Ian Leaf Tax

As the new year rolls in, tax seasons draws ever closer. With a new year comes a new number of tax laws to consider. As you get ready to prepare for tax season, keep the following information in mind:

1. The Standard Deduction Will Rise

When filing in 2020, you’ll have two choices for your yearly returns. According to Rex Burgdorfer Chicago, you’ll be able to opt-in for the standard deduction or you can choose to itemize your deductions to get more from your tax savings. The standard deduction is the go-to for most taxpayers and in 2020, taxpayers can take advantage of the newly risen standard deduction.
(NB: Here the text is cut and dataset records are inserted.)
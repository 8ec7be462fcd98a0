// Library root
// -----------
// This crate exposes the pieces behind the `lcli` binary so they can be
// tested without a terminal or network.
//
// Module responsibilities:
// - `cli`: clap definitions of the command surface.
// - `ui`: command handlers, prompts and colored output.
// - `gemini`: the model client façade and the backend trait it talks to.
// - `api`: the blocking HTTP backend for the Gemini REST API.
// - `env` / `config`: dotfile credential storage and runtime settings.
// - `types`, `processor`, `mime`, `helpers`: wire types, response
//   unwrapping, MIME allow-lists and small utilities.
pub mod api;
pub mod cli;
pub mod config;
pub mod env;
pub mod error;
pub mod gemini;
pub mod helpers;
pub mod mime;
pub mod processor;
pub mod types;
pub mod ui;

pub use error::{CliError, Result};
#[cfg(test)]
mod tests {
    use super::*;
    use base64::Engine as _;
    use std::cell::RefCell;

    #[derive(Default)]
    struct Recorder {
        models: RefCell<Vec<String>>,
        requests: RefCell<Vec<GenerateRequest>>,
        pages: Vec<FilePage>,
        page_calls: RefCell<usize>,
        reply: Option<String>,
    }

    impl GenerativeBackend for Recorder {
        fn generate(&self, model: &str, request: &GenerateRequest) -> Result<GenerateResponse> {
            self.models.borrow_mut().push(model.to_string());
            self.requests.borrow_mut().push(request.clone());
            match &self.reply {
                Some(text) => Ok(GenerateResponse::from_text(text.clone())),
                None => Err(CliError::Api {
                    status: 500,
                    message: "boom".into(),
                }),
            }
        }

        fn upload_file(&self, path: &Path, display_name: Option<&str>, mime_type: &str) -> Result<FileHandle> {
            Ok(FileHandle {
                name: "files/new".into(),
                display_name: display_name.unwrap_or("upload").into(),
                mime_type: mime_type.into(),
                size_bytes: fs::metadata(path)?.len(),
                uri: "https://example.test/files/new".into(),
                ..Default::default()
            })
        }

        fn list_files_page(&self, _page_token: Option<&str>) -> Result<FilePage> {
            let mut calls = self.page_calls.borrow_mut();
            let page = self.pages.get(*calls).cloned().unwrap_or_default();
            *calls += 1;
            Ok(page)
        }

        fn get_file(&self, name: &str) -> Result<FileHandle> {
            Err(CliError::NotFound(name.into()))
        }

        fn delete_file(&self, _name: &str) -> Result<()> {
            Ok(())
        }
    }

    fn settings() -> Settings {
        Settings::default().with_api_key("test-key")
    }

    fn handle(name: &str, display: &str) -> FileHandle {
        FileHandle {
            name: name.into(),
            display_name: display.into(),
            mime_type: "audio/mp3".into(),
            uri: format!("https://example.test/{name}"),
            ..Default::default()
        }
    }

    #[test]
    fn construction_requires_key() {
        let result = Gemini::new(&Settings::default(), Recorder::default());
        assert!(matches!(result, Err(CliError::MissingCredential(_))));
    }

    #[test]
    fn requests_go_to_the_configured_model() {
        let backend = Recorder {
            reply: Some("ok".into()),
            ..Default::default()
        };
        let settings = settings().with_model(Some("gemini-1.5-pro".into()));
        let gemini = Gemini::new(&settings, backend).unwrap();
        assert_eq!(gemini.model(), "gemini-1.5-pro");

        gemini.generate_from_text("hi").unwrap();
        assert_eq!(*gemini.backend.models.borrow(), vec!["gemini-1.5-pro".to_string()]);
    }

    #[test]
    fn text_prompt_is_trimmed() {
        let backend = Recorder {
            reply: Some("ok".into()),
            ..Default::default()
        };
        let gemini = Gemini::new(&settings(), backend).unwrap();
        gemini.generate_from_text("  hello \n").unwrap();

        let requests = gemini.backend.requests.borrow();
        assert_eq!(requests[0].contents[0].parts, vec![Part::text("hello")]);
        assert!(requests[0].system_instruction.is_none());
    }

    #[test]
    fn files_follow_prompt() {
        let backend = Recorder {
            reply: Some("ok".into()),
            ..Default::default()
        };
        let gemini = Gemini::new(&settings(), backend).unwrap();
        let files = [handle("files/a", "a"), handle("files/b", "b")];
        gemini.generate_from_text_and_files("compare", &files).unwrap();

        let requests = gemini.backend.requests.borrow();
        let parts = &requests[0].contents[0].parts;
        assert_eq!(parts[0], Part::text("compare"));
        assert_eq!(parts[1].file_data.as_ref().unwrap().file_uri, "https://example.test/files/a");
        assert_eq!(parts[2].file_data.as_ref().unwrap().file_uri, "https://example.test/files/b");
    }

    #[test]
    fn images_are_inlined_in_order() {
        let dir = tempfile::tempdir().unwrap();
        let first = dir.path().join("one.png");
        let second = dir.path().join("two.webp");
        fs::write(&first, b"png-bytes").unwrap();
        fs::write(&second, b"webp-bytes").unwrap();

        let parts = build_parts("what", &[first, second], &[]).unwrap();
        assert_eq!(parts.len(), 3);
        assert_eq!(parts[1].inline_data.as_ref().unwrap().mime_type, "image/png");
        let decoded = base64::engine::general_purpose::STANDARD
            .decode(&parts[2].inline_data.as_ref().unwrap().data)
            .unwrap();
        assert_eq!(decoded, b"webp-bytes");
    }

    #[test]
    fn unsupported_image_never_reaches_backend() {
        let backend = Recorder {
            reply: Some("ok".into()),
            ..Default::default()
        };
        let gemini = Gemini::new(&settings(), backend).unwrap();
        let err = gemini
            .generate_from_text_and_images("hi", &[PathBuf::from("anim.gif")])
            .unwrap_err();
        assert!(matches!(err, CliError::UnsupportedMediaType(_)));
        assert!(gemini.backend.requests.borrow().is_empty());
    }

    #[test]
    fn chat_keeps_transcript_and_resets() {
        let backend = Recorder {
            reply: Some("pong".into()),
            ..Default::default()
        };
        let mut gemini = Gemini::new(&settings(), backend).unwrap();

        assert_eq!(gemini.chat("ping").unwrap(), "pong");
        gemini.send_chat_message("again").unwrap();
        assert_eq!(gemini.history().len(), 4);
        assert_eq!(gemini.history()[1].role, Some(Role::Model));

        // the second request carried the first exchange
        assert_eq!(gemini.backend.requests.borrow()[1].contents.len(), 3);

        gemini.reset_chat();
        assert!(gemini.history().is_empty());
    }

    #[test]
    fn failed_chat_leaves_transcript_alone() {
        let mut gemini = Gemini::new(&settings(), Recorder::default()).unwrap();
        assert!(gemini.send_chat_message("hello").is_err());
        assert!(gemini.history().is_empty());
    }

    #[test]
    fn listing_walks_pages_lazily() {
        let backend = Recorder {
            pages: vec![
                FilePage {
                    files: vec![handle("files/1", "one")],
                    next_page_token: Some("p2".into()),
                },
                FilePage {
                    files: vec![],
                    next_page_token: Some("p3".into()),
                },
                FilePage {
                    files: vec![handle("files/2", "two")],
                    next_page_token: None,
                },
            ],
            ..Default::default()
        };
        let gemini = Gemini::new(&settings(), backend).unwrap();

        let mut listing = gemini.list_files();
        assert_eq!(listing.next().unwrap().unwrap().name, "files/1");
        assert_eq!(*gemini.backend.page_calls.borrow(), 1);

        let rest: Vec<_> = listing.map(|f| f.unwrap().name).collect();
        assert_eq!(rest, vec!["files/2"]);
        assert_eq!(*gemini.backend.page_calls.borrow(), 3);
    }

    #[test]
    fn get_file_by_display_name() {
        let backend = Recorder {
            pages: vec![FilePage {
                files: vec![handle("files/1", "one"), handle("files/2", "two")],
                next_page_token: None,
            }],
            ..Default::default()
        };
        let gemini = Gemini::new(&settings(), backend).unwrap();
        assert_eq!(gemini.get_file(" two ").unwrap().name, "files/2");
    }

    #[test]
    fn get_file_miss_is_not_found() {
        let gemini = Gemini::new(&settings(), Recorder::default()).unwrap();
        assert!(matches!(gemini.get_file("ghost"), Err(CliError::NotFound(_))));
        assert!(matches!(gemini.get_file("files/ghost"), Err(CliError::NotFound(_))));
    }

    #[test]
    fn upload_checks_type_and_path() {
        let dir = tempfile::tempdir().unwrap();
        let song = dir.path().join("song.mp3");
        fs::write(&song, b"0123456789").unwrap();

        let gemini = Gemini::new(&settings(), Recorder::default()).unwrap();
        let handle = gemini.upload(song.to_str().unwrap(), Some("tune")).unwrap();
        assert_eq!(handle.display_name, "tune");
        assert_eq!(handle.mime_type, "audio/mp3");
        assert_eq!(handle.size_bytes, 10);

        let missing = dir.path().join("gone.mp3");
        assert!(matches!(
            gemini.upload(missing.to_str().unwrap(), None),
            Err(CliError::NotFound(_))
        ));
        assert!(matches!(
            gemini.upload("notes.pdf", None),
            Err(CliError::UnsupportedMediaType(_))
        ));
    }

    #[test]
    fn stream_reports_text_chunks() {
        let backend = Recorder {
            reply: Some("whole".into()),
            ..Default::default()
        };
        let gemini = Gemini::new(&settings(), backend)
            .unwrap()
            .with_system_instruction("terse");

        let mut seen = Vec::new();
        let response = gemini.stream_from_text("go", &mut |t| seen.push(t.to_string())).unwrap();
        assert_eq!(seen, vec!["whole"]);
        assert_eq!(response_text(&response).unwrap(), "whole");
        assert!(gemini.backend.requests.borrow()[0].system_instruction.is_some());
    }
}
2020’s standard deduction for single tax filers starts at $12,400. For married couples that file joint taxes, the standard deduction starts at $24,800 and at $18,650 for the heads of households. If you stick to using the standard deduction, you’ll be able to use the simpler filing process.
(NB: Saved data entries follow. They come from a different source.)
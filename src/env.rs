// Credential persistence: `KEY=value` dotfiles and presence checks.
// Nothing here validates the key itself; the first remote call does that.

use std::collections::BTreeMap;
use std::fs;
use std::path::{Path, PathBuf};

use tracing::{debug, warn};

use crate::error::{CliError, Result};

/// The one variable every remote command needs.
pub const API_KEY_VAR: &str = "GOOGLE_API_KEY";

const LOCAL_DOTENV: &str = ".env";
const GLOBAL_DOTENV: &str = ".llm-cli.env";

/// `.env` in the current directory.
pub fn local_dotenv_path() -> PathBuf {
    PathBuf::from(LOCAL_DOTENV)
}

/// `~/.llm-cli.env`, falling back to the current directory when there is no
/// home directory.
pub fn global_dotenv_path() -> PathBuf {
    let dir = dirs::home_dir().unwrap_or_else(|| PathBuf::from("."));
    dir.join(GLOBAL_DOTENV)
}

/// Persist `pairs` into the dotfile at `path`.
///
/// Lines for other keys are kept as they are. A key that is written replaces
/// every earlier line for that key.
pub fn write_dotenv(path: &Path, pairs: &[(&str, &str)]) -> Result<()> {
    let existing = match fs::read_to_string(path) {
        Ok(s) => s,
        Err(e) if e.kind() == std::io::ErrorKind::NotFound => String::new(),
        Err(e) => return Err(e.into()),
    };

    let mut out = String::new();
    for line in existing.lines() {
        let key = line
            .trim_start()
            .trim_start_matches("export ")
            .split('=')
            .next()
            .unwrap_or("")
            .trim();
        if pairs.iter().any(|(k, _)| *k == key) {
            continue;
        }
        out.push_str(line);
        out.push('\n');
    }
    for (key, value) in pairs {
        out.push_str(&format!("{}={}\n", key, quote_value(value)));
    }

    if let Some(parent) = path.parent().filter(|p| !p.as_os_str().is_empty()) {
        fs::create_dir_all(parent)?;
    }
    fs::write(path, out)?;
    debug!(path = %path.display(), keys = pairs.len(), "wrote dotfile");
    Ok(())
}

/// Quote `value` so dotenvy reads it back unchanged. Single quotes are
/// literal; a value that holds one falls back to double quotes with `\`,
/// `"`, `$` and newlines escaped.
fn quote_value(value: &str) -> String {
    if !value.contains('\'') {
        return format!("'{}'", value);
    }
    let mut quoted = String::with_capacity(value.len() + 2);
    quoted.push('"');
    for c in value.chars() {
        match c {
            '\\' | '"' | '$' => {
                quoted.push('\\');
                quoted.push(c);
            }
            '\n' => quoted.push_str("\\n"),
            _ => quoted.push(c),
        }
    }
    quoted.push('"');
    quoted
}

/// Parse a dotfile without touching the process environment.
pub fn read_dotenv(path: &Path) -> Result<BTreeMap<String, String>> {
    let mut vars = BTreeMap::new();
    for item in dotenvy::from_path_iter(path)? {
        let (key, value) = item?;
        vars.insert(key, value);
    }
    Ok(vars)
}

/// Load dotfiles into the process environment, first file first. Variables
/// that are already set are never overridden and missing files are skipped.
pub fn load_env(paths: &[PathBuf]) {
    for path in paths {
        match dotenvy::from_path(path) {
            Ok(()) => debug!(path = %path.display(), "loaded dotfile"),
            Err(dotenvy::Error::Io(e)) if e.kind() == std::io::ErrorKind::NotFound => {}
            Err(e) => warn!(path = %path.display(), error = %e, "could not load dotfile"),
        }
    }
}

/// Fail with `MissingCredential` on the first name `lookup` does not know.
pub fn verify_vars<F>(names: &[&str], lookup: F) -> Result<()>
where
    F: Fn(&str) -> Option<String>,
{
    for name in names {
        if lookup(name).is_none() {
            return Err(CliError::MissingCredential(name.to_string()));
        }
    }
    Ok(())
}

#[cfg(test)]
mod tests {
    use super::*;
    use std::collections::HashMap;

    #[test]
    fn configured_key_is_loadable() {
        let dir = tempfile::tempdir().unwrap();
        let path = dir.path().join(".env");

        write_dotenv(&path, &[(API_KEY_VAR, "abc-123")]).unwrap();

        let vars = read_dotenv(&path).unwrap();
        assert_eq!(vars.get(API_KEY_VAR).map(String::as_str), Some("abc-123"));
    }

    #[test]
    fn rewriting_replaces_key_and_keeps_others() {
        let dir = tempfile::tempdir().unwrap();
        let path = dir.path().join(".env");
        fs::write(&path, "OTHER=1\nGOOGLE_API_KEY=old\n").unwrap();

        write_dotenv(&path, &[(API_KEY_VAR, "new")]).unwrap();

        let content = fs::read_to_string(&path).unwrap();
        assert_eq!(content, "OTHER=1\nGOOGLE_API_KEY='new'\n");
    }

    #[test]
    fn keys_with_special_characters_survive() {
        let dir = tempfile::tempdir().unwrap();
        let path = dir.path().join(".env");
        let keys = [
            "AIza$abc",
            "abc def",
            "k#1 #2",
            "x'y\"z",
            "it's $HOME",
            "back\\slash'",
            " padded ",
        ];

        for key in keys {
            write_dotenv(&path, &[(API_KEY_VAR, key), ("OTHER", "kept")]).unwrap();
            let vars = read_dotenv(&path).unwrap();
            assert_eq!(vars.get(API_KEY_VAR).map(String::as_str), Some(key), "key {key:?}");
            assert_eq!(vars.get("OTHER").map(String::as_str), Some("kept"));
        }
    }

    #[test]
    fn local_file_wins_and_set_vars_are_kept() {
        let dir = tempfile::tempdir().unwrap();
        let local = dir.path().join(".env");
        let global = dir.path().join(".llm-cli.env");
        fs::write(&local, "LLM_CLI_LOAD_SHARED=local\nLLM_CLI_LOAD_PRESET=local\n").unwrap();
        fs::write(&global, "LLM_CLI_LOAD_SHARED=global\nLLM_CLI_LOAD_GLOBAL_ONLY=global\n").unwrap();
        std::env::set_var("LLM_CLI_LOAD_PRESET", "preset");

        load_env(&[local, dir.path().join("missing.env"), global]);

        assert_eq!(std::env::var("LLM_CLI_LOAD_SHARED").unwrap(), "local");
        assert_eq!(std::env::var("LLM_CLI_LOAD_PRESET").unwrap(), "preset");
        assert_eq!(std::env::var("LLM_CLI_LOAD_GLOBAL_ONLY").unwrap(), "global");
    }

    #[test]
    fn creates_missing_parent_dirs() {
        let dir = tempfile::tempdir().unwrap();
        let path = dir.path().join("nested").join(".env");
        write_dotenv(&path, &[(API_KEY_VAR, "k")]).unwrap();
        assert!(path.exists());
    }

    #[test]
    fn verify_fails_only_when_absent() {
        let vars: HashMap<&str, &str> = [("PRESENT", ""), ("ALSO", "x")].into_iter().collect();
        let lookup = |n: &str| vars.get(n).map(|v| v.to_string());

        assert!(verify_vars(&["PRESENT", "ALSO"], lookup).is_ok());
        match verify_vars(&["PRESENT", "MISSING"], lookup) {
            Err(CliError::MissingCredential(name)) => assert_eq!(name, "MISSING"),
            other => panic!("unexpected: {other:?}"),
        }
    }

    #[test]
    fn global_path_is_a_dotfile() {
        assert!(global_dotenv_path().ends_with(".llm-cli.env"));
    }
}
2. There are Higher Contribution Limits for 401(k)s

Every year, the IRS changes its limits for contributions to retirement plans. Though limits for IRAs aren’t changing this year, taxpayers that save using a 401(k) will have a better opportunity to start growing their wealth for the future. Rex Burgdorfer Chicago shares that as of this year, the annual limits for 401(k)s are $19,500 for individuals under 50 and $26,000 for taxpayers that are 50 or older. Compared to 2019, this represents a $500 difference for younger workers, as well as an $1,000 increase for taxpayers that are 50 years old or older.

3. Contribution Limits for HSAs Have Increased

An HSA or health savings account is an effective way for anyone to save money for potential medical emergencies while taking advantage of tax benefits as contributions to HSAs are tax-free. Should HSA funds go unused, they carry forward indefinitely and can be invested for more tax free growth. Additionally, withdrawals from an HSA fund are tax-free, as long as they’re used to fund qualified medical expenses.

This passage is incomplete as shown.